To overcome TRAIL resistance, we tested the antidepressant drug citalopram (CTL) in combination with TRAIL. The resistance of several types of cancer cells to TRAIL impedes TRAIL-induced cancer cell death. In this study, we investigated the role of, and molecular mechanism by which, the antidepressant CTL-induced cell death in TRAIL-resistant lung cancer cells. We found that CTL increased death receptor 5 (DR5) expression levels by impairing autophagic flux and protecting against lysosomal degradation, thereby increasing the TRAIL-induced apoptosis of TRAIL-resistant A549 lung cancer cells.
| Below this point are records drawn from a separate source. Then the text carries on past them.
//! Agent lifecycle operations.

use super::model::{AgentState, AgentStatus};
use super::orchestrator::Orchestrator;
use crate::context::validate_id;
use crate::error::{CrewError, Result};
use crate::events::{DispatchEvent, EventType};
use crate::locks::LockMode;
use crate::team;
use crate::workspace::Workspace;
use chrono::Duration;
use serde_json::json;
use tracing::{info, warn};

fn not_found(team: &str, agent: &str) -> CrewError {
    CrewError::NotFound(format!("agent '{}' in team '{}'", agent, team))
}

fn transact<R>(
    ws: &Workspace,
    team: &str,
    agent: &str,
    action: &str,
    mutator: impl FnOnce(&mut AgentState) -> Result<R>,
) -> Result<R> {
    validate_id("agent", agent)?;
    ws.team_scope(team, action, || {
        let path = ws.ctx.agent_path(team, agent);
        if !path.exists() {
            return Err(not_found(team, agent));
        }
        ws.store.update(&path, action, || None, mutator)
    })
}

fn status_event(ws: &Workspace, team: &str, agent: &AgentState, from: AgentStatus) -> DispatchEvent {
    ws.event(
        EventType::AgentStatusChanged,
        team,
        json!({
            "agent_id": agent.id,
            "role": agent.role,
            "from": from.as_str(),
            "to": agent.status.as_str(),
        }),
    )
}

/// Move `state` to `next`, enforcing the lifecycle. Returns the previous
/// status, or `None` when `next` is the current status.
fn transition(ws: &Workspace, state: &mut AgentState, next: AgentStatus) -> Result<Option<AgentStatus>> {
    let from = state.status;
    if from == next {
        return Ok(None);
    }
    if !from.can_transition_to(next) {
        return Err(CrewError::Conflict(format!(
            "agent '{}' cannot move from {} to {}",
            state.id, from, next
        )));
    }
    state.status = next;
    state.updated_at = ws.now();
    Ok(Some(from))
}

/// Register an agent, add it to the team, and launch its worker.
///
/// The agent is recorded as `spawning` first. A successful launch moves it
/// to `active`; a failed one moves it to `terminated` and returns the
/// launch error. An existing agent can only be spawned again once it has
/// terminated.
pub fn spawn(
    ws: &Workspace,
    orchestrator: &dyn Orchestrator,
    team: &str,
    agent: &str,
    role: &str,
) -> Result<(AgentState, Vec<DispatchEvent>)> {
    validate_id("agent", agent)?;
    if role.trim().is_empty() {
        return Err(CrewError::UserError("role must not be empty".to_string()));
    }

    let spawning = ws.team_scope(team, "agent.spawn", || {
        let path = ws.ctx.agent_path(team, agent);
        ws.store.with_lock(&path, LockMode::Exclusive, "agent.spawn", || {
            if let Some(existing) = ws.store.read_optional::<AgentState>(&path)?
                && existing.status != AgentStatus::Terminated
            {
                return Err(CrewError::Conflict(format!(
                    "agent '{}' already exists in team '{}' ({})",
                    agent, team, existing.status
                )));
            }
            let now = ws.now();
            let state = AgentState {
                id: agent.to_string(),
                role: role.to_string(),
                status: AgentStatus::Spawning,
                pid: None,
                last_heartbeat: now,
                consecutive_misses: 0,
                created_at: now,
                updated_at: now,
            };
            ws.store.write(&path, &state)?;
            Ok(state)
        })
    })?;

    let (_, mut events) = match team::join_team(ws, team, agent, role) {
        Ok(joined) => joined,
        Err(e) => {
            abandon_spawn(ws, team, agent);
            return Err(e);
        }
    };

    match orchestrator.launch(ws, team, &spawning) {
        Ok(pid) => {
            let state = transact(ws, team, agent, "agent.spawn", |state| {
                transition(ws, state, AgentStatus::Active)?;
                state.pid = pid;
                state.last_heartbeat = ws.now();
                Ok(state.clone())
            })?;
            info!(team, agent, role, pid = ?pid, "agent spawned");
            events.push(ws.event(
                EventType::AgentSpawned,
                team,
                json!({"agent_id": agent, "role": role, "pid": pid}),
            ));
            Ok((state, events))
        }
        Err(e) => {
            warn!(team, agent, error = %e, "agent launch failed");
            abandon_spawn(ws, team, agent);
            Err(e)
        }
    }
}

/// Mark a half-spawned agent terminated so it can be spawned again.
fn abandon_spawn(ws: &Workspace, team: &str, agent: &str) {
    let result = transact(ws, team, agent, "agent.spawn", |state| {
        transition(ws, state, AgentStatus::Terminated)?;
        Ok(())
    });
    if let Err(e) = result {
        warn!(team, agent, error = %e, "failed to mark agent terminated");
    }
}

/// Read one agent.
pub fn get(ws: &Workspace, team: &str, agent: &str) -> Result<AgentState> {
    validate_id("agent", agent)?;
    ws.store
        .read_optional(&ws.ctx.agent_path(team, agent))?
        .ok_or_else(|| not_found(team, agent))
}

/// Every agent in the team, ordered by id.
pub fn list(ws: &Workspace, team: &str) -> Result<Vec<AgentState>> {
    if !ws.ctx.team_exists(team) {
        return Err(CrewError::NotFound(format!("team '{}'", team)));
    }
    ws.store.list(&ws.ctx.agents_dir(team))
}

/// Idle agents, optionally limited to one role, ordered by id.
pub fn idle_agents(ws: &Workspace, team: &str, role: Option<&str>) -> Result<Vec<AgentState>> {
    Ok(list(ws, team)?
        .into_iter()
        .filter(|a| a.status == AgentStatus::Idle)
        .filter(|a| role.is_none_or(|r| a.role == r))
        .collect())
}

/// Move an agent to `status`. Emits `agent.status_changed` unless the agent
/// was already there.
pub fn set_status(
    ws: &Workspace,
    team: &str,
    agent: &str,
    status: AgentStatus,
) -> Result<(AgentState, Vec<DispatchEvent>)> {
    let (state, from) = transact(ws, team, agent, "agent.status", |state| {
        let from = transition(ws, state, status)?;
        Ok((state.clone(), from))
    })?;

    let events = match from {
        Some(from) => {
            info!(team, agent, from = %from, to = %status, "agent status changed");
            vec![status_event(ws, team, &state, from)]
        }
        None => Vec::new(),
    };
    Ok((state, events))
}

/// Record a heartbeat: stamps the time, clears missed beats, and brings an
/// inactive agent back to `active`.
pub fn heartbeat(ws: &Workspace, team: &str, agent: &str) -> Result<(AgentState, Vec<DispatchEvent>)> {
    let (state, from) = transact(ws, team, agent, "agent.heartbeat", |state| {
        if matches!(state.status, AgentStatus::ShuttingDown | AgentStatus::Terminated) {
            return Err(CrewError::Conflict(format!(
                "agent '{}' is {} and no longer accepts heartbeats",
                state.id, state.status
            )));
        }
        let from = if state.status == AgentStatus::Inactive {
            transition(ws, state, AgentStatus::Active)?
        } else {
            None
        };
        state.last_heartbeat = ws.now();
        state.consecutive_misses = 0;
        state.updated_at = state.last_heartbeat;
        Ok((state.clone(), from))
    })?;

    let events = from
        .map(|from| vec![status_event(ws, team, &state, from)])
        .unwrap_or_default();
    Ok((state, events))
}

/// Count missed heartbeats for every live agent and mark those at the miss
/// limit `inactive`. Returns the agents whose status changed.
pub fn sweep_heartbeats(ws: &Workspace, team: &str) -> Result<(Vec<AgentState>, Vec<DispatchEvent>)> {
    let interval = Duration::seconds(ws.config.heartbeat_interval_secs as i64);
    let limit = ws.config.heartbeat_miss_limit;

    let mut changed = Vec::new();
    let mut events = Vec::new();
    for candidate in list(ws, team)?.into_iter().filter(|a| a.status.is_live()) {
        let result = transact(ws, team, &candidate.id, "agent.sweep", |state| {
            if !state.status.is_live() {
                return Ok(None);
            }
            let elapsed = ws.now() - state.last_heartbeat;
            let missed = (elapsed.num_seconds() / interval.num_seconds()).max(0) as u32;
            state.consecutive_misses = missed;
            if missed >= limit {
                let from = transition(ws, state, AgentStatus::Inactive)?;
                return Ok(from.map(|from| (state.clone(), from)));
            }
            Ok(None)
        });

        match result {
            Ok(Some((state, from))) => {
                warn!(team, agent = %state.id, missed = state.consecutive_misses, "agent missed heartbeats, marked inactive");
                events.push(status_event(ws, team, &state, from));
                changed.push(state);
            }
            Ok(None) => {}
            // Removed since listing.
            Err(CrewError::NotFound(_)) => {}
            Err(e) => return Err(e),
        }
    }
    Ok((changed, events))
}

/// Shut an agent down: `shutting_down`, stop its worker, `terminated`.
///
/// A failing stop hook is logged and the agent is still terminated.
pub fn terminate(
    ws: &Workspace,
    orchestrator: &dyn Orchestrator,
    team: &str,
    agent: &str,
) -> Result<(AgentState, Vec<DispatchEvent>)> {
    let (state, from) = transact(ws, team, agent, "agent.terminate", |state| {
        let from = transition(ws, state, AgentStatus::ShuttingDown)?;
        Ok((state.clone(), from))
    })?;

    let mut events = Vec::new();
    if let Some(from) = from {
        events.push(status_event(ws, team, &state, from));
    }

    if let Err(e) = orchestrator.stop(ws, team, &state) {
        warn!(team, agent, error = %e, "stop hook failed");
    }

    let state = transact(ws, team, agent, "agent.terminate", |state| {
        transition(ws, state, AgentStatus::Terminated)?;
        Ok(state.clone())
    })?;

    info!(team, agent, "agent terminated");
    events.push(ws.event(
        EventType::AgentTerminated,
        team,
        json!({"agent_id": state.id, "role": state.role}),
    ));
    Ok((state, events))
}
We also found that CTL impaired autophagic flux and promoted the conversion of light chain 3 (LC3)-I to its lipid-conjugated form, LC3-II, thereby inducing autophagosome accumulation. Our hypothesis that impaired autophagic flux plays an important role in the upregulation of DR5 being confirmed when we determined that DR5 upregulation by CTL was markedly decreased in the presence of rapamycin, an autophagy inducer. Further verification of our theory was achieved through experiments pairing CTL with the early-stage autophagy inhibitor 3-methyladenine (3-MA) and the late-stage autophagy inhibitor chloroquine (CQ). CQ inhibits autophagy by impairing autophagosome–lysosome fusion. Both CTL and CQ markedly increased DR5 expression levels and increase TRAIL-induced apoptosis, whereas 3-MA marginally enhanced TRAIL-induced apoptosis and resulted in minimal DR5 expression. In summary, our findings indicate that CTL impairs autophagic flux, resulting in autophagosome accumulation and augmentation of DR5 to potentiate TRAIL-induced apoptosis, suggesting that CTL may act as a therapeutic agent that sensitizes TRAIL-resistant cancer cells to TRAIL-mediated cancer therapy.